_What the task requires:_
The data follows. Retype every entry exactly.

Data below:

//! Dashboard projection of the final posts.
//!
//! The dashboard is a flat, read-only view: one row per post with the
//! engagement counters lifted to the top level. Missing counters and a missing
//! `scheduled_time` are tolerated; a record without its identifying fields is
//! rejected and reported instead of being dropped silently.

use crate::error::PersistError;
use crate::models::DashboardRow;
use crate::outputs::json::{read_snapshot, write_snapshot};
use serde_json::Value;
use std::path::Path;
use tracing::{info, instrument, warn};

/// A final-post record that could not be projected.
#[derive(Debug, Clone, PartialEq)]
pub struct RejectedRecord {
    pub index: usize,
    pub reason: String,
}

/// Rows built from the final posts plus the records that were rejected.
#[derive(Debug, Default)]
pub struct DashboardReport {
    pub rows: Vec<DashboardRow>,
    pub rejected: Vec<RejectedRecord>,
}

/// Project raw final-post records into dashboard rows.
pub fn build_dashboard(posts: &[Value]) -> DashboardReport {
    let mut report = DashboardReport::default();
    for (index, post) in posts.iter().enumerate() {
        match project(post) {
            Ok(row) => report.rows.push(row),
            Err(reason) => {
                warn!(index, %reason, "Rejected final post record");
                report.rejected.push(RejectedRecord { index, reason });
            }
        }
    }
    report
}

fn project(post: &Value) -> Result<DashboardRow, String> {
    let Some(fields) = post.as_object() else {
        return Err("record is not an object".to_string());
    };
    let text = |key: &str| {
        fields
            .get(key)
            .and_then(Value::as_str)
            .map(str::to_string)
            .ok_or_else(|| format!("missing or non-text `{}`", key))
    };
    let engagement = fields.get("engagement");
    let counter = |key: &str| {
        engagement
            .and_then(|e| e.get(key))
            .and_then(Value::as_u64)
            .unwrap_or(0)
    };

    Ok(DashboardRow {
        source: text("source")?,
        title: text("title")?,
        likes: counter("likes"),
        shares: counter("shares"),
        comments: counter("comments"),
        scheduled_time: fields
            .get("scheduled_time")
            .and_then(Value::as_str)
            .map(str::to_string),
        image: text("image_asset")?,
        post: text("social_post")?,
    })
}

/// Read `final_posts`, build the dashboard and write it to `dashboard`.
///
/// An unreadable or malformed `final_posts` file is an error; individual bad
/// records are reported in the returned [`DashboardReport`].
#[instrument(level = "info", skip_all, fields(final_posts = %final_posts.display()))]
pub async fn generate_dashboard(
    final_posts: &Path,
    dashboard: &Path,
) -> Result<DashboardReport, PersistError> {
    let posts: Vec<Value> = read_snapshot(final_posts).await?;
    let report = build_dashboard(&posts);
    write_snapshot(dashboard, &report.rows).await?;
    info!(
        rows = report.rows.len(),
        rejected = report.rejected.len(),
        path = %dashboard.display(),
        "Dashboard created"
    );
    Ok(report)
}

#[cfg(test)]
mod tests {
    use super::*;
    use serde_json::json;

    fn post() -> Value {
        json!({
            "source": "Bloomberg",
            "title": "Yen slides",
            "subhead": "",
            "url": "https://www.bloomberg.com/news/articles/yen",
            "social_post": "Yen at a 30-year low. Read more ➜",
            "image_asset": "images/Yen_slides.png",
            "scheduled_time": "2025-05-06 17:30",
            "engagement": {"likes": 120, "shares": 30, "comments": 9}
        })
    }

    #[test]
    fn test_projects_and_flattens() {
        let report = build_dashboard(&[post()]);
        assert!(report.rejected.is_empty());
        assert_eq!(
            report.rows,
            vec![DashboardRow {
                source: "Bloomberg".to_string(),
                title: "Yen slides".to_string(),
                likes: 120,
                shares: 30,
                comments: 9,
                scheduled_time: Some("2025-05-06 17:30".to_string()),
                image: "images/Yen_slides.png".to_string(),
                post: "Yen at a 30-year low. Read more ➜".to_string(),
            }]
        );
    }

    #[test]
    fn test_missing_counters_and_slot_default() {
        let mut p = post();
        let obj = p.as_object_mut().unwrap();
        obj.remove("scheduled_time");
        obj.insert("engagement".to_string(), json!({"likes": 4}));

        let report = build_dashboard(&[p]);
        let row = &report.rows[0];
        assert_eq!((row.likes, row.shares, row.comments), (4, 0, 0));
        assert_eq!(row.scheduled_time, None);
    }

    #[test]
    fn test_malformed_records_are_reported() {
        let mut no_title = post();
        no_title.as_object_mut().unwrap().remove("title");

        let report = build_dashboard(&[no_title, json!("not a post"), post()]);

        assert_eq!(report.rows.len(), 1);
        assert_eq!(report.rejected.len(), 2);
        assert_eq!(report.rejected[0].index, 0);
        assert!(report.rejected[0].reason.contains("title"));
        assert_eq!(report.rejected[1].index, 1);
    }

    #[tokio::test]
    async fn test_generate_dashboard_writes_rows() {
        let tmp = tempfile::tempdir().unwrap();
        let final_posts = tmp.path().join("final_posts.json");
        let dashboard = tmp.path().join("dashboard.json");
        std::fs::write(&final_posts, serde_json::to_string(&vec![post()]).unwrap()).unwrap();

        let report = generate_dashboard(&final_posts, &dashboard).await.unwrap();
        assert_eq!(report.rows.len(), 1);

        let written: Vec<DashboardRow> =
            serde_json::from_str(&std::fs::read_to_string(&dashboard).unwrap()).unwrap();
        assert_eq!(written, report.rows);
    }

    #[tokio::test]
    async fn test_generate_dashboard_fails_on_corrupt_source() {
        let tmp = tempfile::tempdir().unwrap();
        let final_posts = tmp.path().join("final_posts.json");
        let dashboard = tmp.path().join("dashboard.json");
        std::fs::write(&final_posts, "{not json").unwrap();

        assert!(generate_dashboard(&final_posts, &dashboard).await.is_err());
        assert!(!dashboard.exists());
    }
}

End of Data.

_Response area:_
//! Dashboard projection of the final posts.
//!
//! The dashboard is a flat, read-only view: one row per post with the
//! engagement counters lifted to the top level. Missing counters and a missing
//! `scheduled_time` are tolerated; a record without its identifying fields is
//! rejected and reported instead of being dropped silently.

use crate::error::PersistError;
use crate::models::DashboardRow;
use crate::outputs::json::{read_snapshot, write_snapshot};
use serde_json::Value;
use std::path::Path;
use tracing::{info, instrument, warn};

/// A final-post record that could not be projected.
#[derive(Debug, Clone, PartialEq)]
pub struct RejectedRecord {
    pub index: usize,
    pub reason: String,
}

/// Rows built from the final posts plus the records that were rejected.
#[derive(Debug, Default)]
pub struct DashboardReport {
    pub rows: Vec<DashboardRow>,
    pub rejected: Vec<RejectedRecord>,
}

/// Project raw final-post records into dashboard rows.
pub fn build_dashboard(posts: &[Value]) -> DashboardReport {
    let mut report = DashboardReport::default();
    for (index, post) in posts.iter().enumerate() {
        match project(post) {
            Ok(row) => report.rows.push(row),
            Err(reason) => {
                warn!(index, %reason, "Rejected final post record");
                report.rejected.push(RejectedRecord { index, reason });
            }
        }
    }
    report
}

fn project(post: &Value) -> Result<DashboardRow, String> {
    let Some(fields) = post.as_object() else {
        return Err("record is not an object".to_string());
    };
    let text = |key: &str| {
        fields
            .get(key)
            .and_then(Value::as_str)
            .map(str::to_string)
            .ok_or_else(|| format!("missing or non-text `{}`", key))
    };
    let engagement = fields.get("engagement");
    let counter = |key: &str| {
        engagement
            .and_then(|e| e.get(key))
            .and_then(Value::as_u64)
            .unwrap_or(0)
    };

    Ok(DashboardRow {
        source: text("source")?,
        title: text("title")?,
        likes: counter("likes"),
        shares: counter("shares"),
        comments: counter("comments"),
        scheduled_time: fields
            .get("scheduled_time")
            .and_then(Value::as_str)
            .map(str::to_string),
        image: text("image_asset")?,
        post: text("social_post")?,
    })
}

/// Read `final_posts`, build the dashboard and write it to `dashboard`.
///
/// An unreadable or malformed `final_posts` file is an error; individual bad
/// records are reported in the returned [`DashboardReport`].
#[instrument(level = "info", skip_all, fields(final_posts = %final_posts.display()))]
pub async fn generate_dashboard(
    final_posts: &Path,
    dashboard: &Path,
) -> Result<DashboardReport, PersistError> {
    let posts: Vec<Value> = read_snapshot(final_posts).await?;
    let report = build_dashboard(&posts);
    write_snapshot(dashboard, &report.rows).await?;
    info!(
        rows = report.rows.len(),
        rejected = report.rejected.len(),
        path = %dashboard.display(),
        "Dashboard created"
    );
    Ok(report)
}

#[cfg(test)]
mod tests {
    use super::*;
    use serde_json::json;

    fn post() -> Value {
        json!({
            "source": "Bloomberg",
            "title": "Yen slides",
            "subhead": "",
            "url": "https://www.bloomberg.com/news/articles/yen",
            "social_post": "Yen at a 30-year low. Read more ➜",
            "image_asset": "images/Yen_slides.png",
            "scheduled_time": "2025-05-06 17:30",
            "engagement": {"likes": 120, "shares": 30, "comments": 9}
        })
    }

    #[test]
    fn test_projects_and_flattens() {
        let report = build_dashboard(&[post()]);
        assert!(report.rejected.is_empty());
        assert_eq!(
            report.rows,
            vec![DashboardRow {
                source: "Bloomberg".to_string(),
                title: "Yen slides".to_string(),
                likes: 120,
                shares: 30,
                comments: 9,
                scheduled_time: Some("2025-05-06 17:30".to_string()),
                image: "images/Yen_slides.png".to_string(),
                post: "Yen at a 30-year low. Read more ➜".to_string(),
            }]
        );
    }

    #[test]
    fn test_missing_counters_and_slot_default() {
        let mut p = post();
        let obj = p.as_object_mut().unwrap();
        obj.remove("scheduled_time");
        obj.insert("engagement".to_string(), json!({"likes": 4}));

        let report = build_dashboard(&[p]);
        let row = &report.rows[0];
        assert_eq!((row.likes, row.shares, row.comments), (4, 0, 0));
        assert_eq!(row.scheduled_time, None);
    }

    #[test]
    fn test_malformed_records_are_reported() {
        let mut no_title = post();
        no_title.as_object_mut().unwrap().remove("title");

        let report = build_dashboard(&[no_title, json!("not a post"), post()]);

        assert_eq!(report.rows.len(), 1);
        assert_eq!(report.rejected.len(), 2);
        assert_eq!(report.rejected[0].index, 0);
        assert!(report.rejected[0].reason.contains("title"));
        assert_eq!(report.rejected[1].index, 1);
    }

    #[tokio::test]
    async fn test_generate_dashboard_writes_rows() {
        let tmp = tempfile::tempdir().unwrap();
        let final_posts = tmp.path().join("final_posts.json");
        let dashboard = tmp.path().join("dashboard.json");
        std::fs::write(&final_posts, serde_json::to_string(&vec![post()]).unwrap()).unwrap();

        let report = generate_dashboard(&final_posts, &dashboard).await.unwrap();
        assert_eq!(report.rows.len(), 1);

        let written: Vec<DashboardRow> =
            serde_json::from_str(&std::fs::read_to_string(&dashboard).unwrap()).unwrap();
        assert_eq!(written, report.rows);
    }

    #[tokio::test]
    async fn test_generate_dashboard_fails_on_corrupt_source() {
        let tmp = tempfile::tempdir().unwrap();
        let final_posts = tmp.path().join("final_posts.json");
        let dashboard = tmp.path().join("dashboard.json");
        std::fs::write(&final_posts, "{not json").unwrap();

        assert!(generate_dashboard(&final_posts, &dashboard).await.is_err());
        assert!(!dashboard.exists());
    }
}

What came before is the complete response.